In algebra, the domain and the range refer to the x-values and y-values. For instance, let's view the coordinates for the function f(x) = 2x: (1, 2), (2, 4), (3, 6), (4, 8).
Here the domain values are all the x coordinates, i.e., 1, 2, 3, and 4, for the range values are all the y coordinates, i.e., 2, 4, 6, and 8.
The Domain of a Function
The domain of a function is a set of all input values for the function. In other words, it is the group of all x-coordinates or independent variables. For example, let's take a look at the function f(x) = 2x + 1. The domain of this function f(x) can be any real number because we might plug in any value for x and get a respective output value. This input set of values is needed to figure out the range of the function f(x).
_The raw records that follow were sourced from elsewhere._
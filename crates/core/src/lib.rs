//! # Bankbot Core
//!
//! Domain types for the ledger & transfer engine: money helpers, accounts,
//! immutable transactions, the transfer-request state machine, loans, the
//! clock seam, and id generation. This crate is pure data and arithmetic;
//! persistence and orchestration live in `bankbot-persistence` and
//! `bankbot-engine`.

pub mod account;
pub mod clock;
pub mod ids;
pub mod loan;
pub mod money;
pub mod transaction;
pub mod transfer;

pub use account::{UserAccount, SYSTEM_ACCOUNT};
pub use clock::{local_time, Clock, ManualClock, SystemClock};
pub use loan::Loan;
pub use money::{fee_for, interest_on, round_minor, MINOR_UNIT};
pub use transaction::{Transaction, TransactionDetails, TransactionKind};
pub use transfer::{TransferRequest, TransferStatus};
Nevertheless, there are particular cases under which a function cannot be defined. So, if a function is not continuous at a particular point, then it is not stated for that point.
The Range of a Function
The range of a function is the batch of all possible output values for the function. To be specific, it is the batch of all y-coordinates or dependent variables. For example, using the same function y = 2x + 1, we might see that the range will be all real numbers greater than or equal to 1. Regardless of the value we assign to x, the output y will always be greater than or equal to 1.
But, just like with the domain, there are certain conditions under which the range may not be specified. For example, if a function is not continuous at a particular point, then it is not specified for that point.
Domain and Range in Intervals
Domain and range might also be represented via interval notation. Interval notation expresses a group of numbers applying two numbers that represent the lower and upper limits. For example, the set of all real numbers among 0 and 1 could be represented working with interval notation as follows:
(0,1)
This reveals that all real numbers greater than 0 and lower than 1 are included in this group.
Also, the domain and range of a function might be identified using interval notation. So, let's consider the function f(x) = 2x + 1. The domain of the function f(x) could be represented as follows:
(-∞,∞)
This means that the function is stated for all real numbers.
The range of this function might be represented as follows:
(1,∞)
Domain and Range Graphs
Domain and range could also be represented with graphs. For example, let's consider the graph of the function y = 2x + 1. Before charting a graph, we must find all the domain values for the x-axis and range values for the y-axis.
Here are the coordinates: (0, 1), (1, 3), (2, 5), (3, 7). Once we plot these points on a coordinate plane, it will look like this:
As we could see from the graph, the function is stated for all real numbers. This shows us that the domain of the function is (-∞,∞).
The range of the function is also (1,∞).
This is because the function generates all real numbers greater than or equal to 1.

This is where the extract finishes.